Segment Start: GIVEN RECORDS

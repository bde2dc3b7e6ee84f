use pynchy_core::types::{MessageType, NewMessage};
use rusqlite::params;

use crate::{Result, Store};

fn row_to_message(row: &rusqlite::Row<'_>) -> rusqlite::Result<NewMessage> {
    let type_str: String = row.get(7)?;
    let metadata_str: Option<String> = row.get(8)?;
    Ok(NewMessage {
        id: row.get(0)?,
        chat_jid: row.get(1)?,
        sender: row.get(2)?,
        sender_name: row.get(3)?,
        content: row.get(4)?,
        timestamp: row.get(5)?,
        is_from_me: row.get::<_, i64>(6)? != 0,
        message_type: type_str.parse().unwrap_or(MessageType::User),
        metadata: metadata_str.and_then(|s| serde_json::from_str(&s).ok()),
    })
}

const MESSAGE_COLUMNS: &str =
    "id, chat_jid, sender, sender_name, content, timestamp, is_from_me, message_type, metadata";

impl Store {
    /// Store a message, replacing any previous row with the same
    /// `(id, chat_jid)`. Also bumps the chat's last-message time.
    pub fn store_message(&self, msg: &NewMessage) -> Result<()> {
        let conn = self.lock();
        let metadata = msg
            .metadata
            .as_ref()
            .map(serde_json::to_string)
            .transpose()?;
        conn.execute(
            "INSERT OR IGNORE INTO chats (jid, name) VALUES (?1, ?1)",
            params![msg.chat_jid],
        )?;
        conn.execute(
            "INSERT OR REPLACE INTO messages
             (id, chat_jid, sender, sender_name, content, timestamp, is_from_me,
              message_type, metadata)
             VALUES (?1,?2,?3,?4,?5,?6,?7,?8,?9)",
            params![
                msg.id,
                msg.chat_jid,
                msg.sender,
                msg.sender_name,
                msg.content,
                msg.timestamp,
                msg.is_from_me as i64,
                msg.message_type.to_string(),
                metadata,
            ],
        )?;
        conn.execute(
            "UPDATE chats SET last_message_time = ?1
             WHERE jid = ?2 AND (last_message_time IS NULL OR last_message_time < ?1)",
            params![msg.timestamp, msg.chat_jid],
        )?;
        Ok(())
    }

    pub fn message_exists(&self, msg_id: &str, chat_jid: &str) -> Result<bool> {
        let conn = self.lock();
        let mut stmt =
            conn.prepare_cached("SELECT 1 FROM messages WHERE id = ?1 AND chat_jid = ?2 LIMIT 1")?;
        Ok(stmt.exists(params![msg_id, chat_jid])?)
    }

    /// Messages for a chat since a timestamp, excluding our own sends.
    /// Used to build the agent-visible conversation slice.
    pub fn get_messages_since(&self, chat_jid: &str, since: &str) -> Result<Vec<NewMessage>> {
        let conn = self.lock();
        let mut stmt = conn.prepare_cached(&format!(
            "SELECT {MESSAGE_COLUMNS} FROM messages
             WHERE chat_jid = ?1 AND timestamp > ?2 AND is_from_me = 0
             ORDER BY timestamp"
        ))?;
        let rows = stmt.query_map(params![chat_jid, since], row_to_message)?;
        Ok(rows.filter_map(|r| r.ok()).collect())
    }

    /// Recent history for a chat, newest last, respecting the `cleared_at`
    /// boundary set by `reset_context`.
    pub fn get_chat_history(&self, chat_jid: &str, limit: usize) -> Result<Vec<NewMessage>> {
        let conn = self.lock();
        let cleared_at: Option<String> = conn
            .query_row(
                "SELECT cleared_at FROM chats WHERE jid = ?1",
                params![chat_jid],
                |row| row.get(0),
            )
            .unwrap_or(None);

        let mut messages: Vec<NewMessage> = match cleared_at {
            Some(boundary) => {
                let mut stmt = conn.prepare_cached(&format!(
                    "SELECT {MESSAGE_COLUMNS} FROM messages
                     WHERE chat_jid = ?1 AND timestamp > ?2
                     ORDER BY timestamp DESC LIMIT ?3"
                ))?;
                let rows =
                    stmt.query_map(params![chat_jid, boundary, limit as i64], row_to_message)?;
                rows.filter_map(|r| r.ok()).collect()
            }
            None => {
                let mut stmt = conn.prepare_cached(&format!(
                    "SELECT {MESSAGE_COLUMNS} FROM messages
                     WHERE chat_jid = ?1
                     ORDER BY timestamp DESC LIMIT ?2"
                ))?;
                let rows = stmt.query_map(params![chat_jid, limit as i64], row_to_message)?;
                rows.filter_map(|r| r.ok()).collect()
            }
        };
        messages.reverse();
        Ok(messages)
    }

    /// Hide all history before now — the agent starts clean on next wake.
    pub fn clear_chat(&self, chat_jid: &str) -> Result<()> {
        let conn = self.lock();
        conn.execute(
            "INSERT INTO chats (jid, cleared_at) VALUES (?1, ?2)
             ON CONFLICT(jid) DO UPDATE SET cleared_at = ?2",
            params![chat_jid, pynchy_core::util::now_iso()],
        )?;
        Ok(())
    }
}

/// Project stored messages into the LLM-visible form.
///
/// Host messages are operational notifications and must never reach the
/// model; everything else passes through unchanged.
pub fn llm_visible(messages: &[NewMessage]) -> Vec<&NewMessage> {
    messages
        .iter()
        .filter(|m| m.message_type != MessageType::Host)
        .collect()
}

Segment End: GIVEN RECORDS

### TASK GOAL
Your answer should consist of each line of the data above in which the word "since" occurs.

### OUTPUT BELOW
    /// Messages for a chat since a timestamp, excluding our own sends.
    pub fn get_messages_since(&self, chat_jid: &str, since: &str) -> Result<Vec<NewMessage>> {
        let rows = stmt.query_map(params![chat_jid, since], row_to_message)?;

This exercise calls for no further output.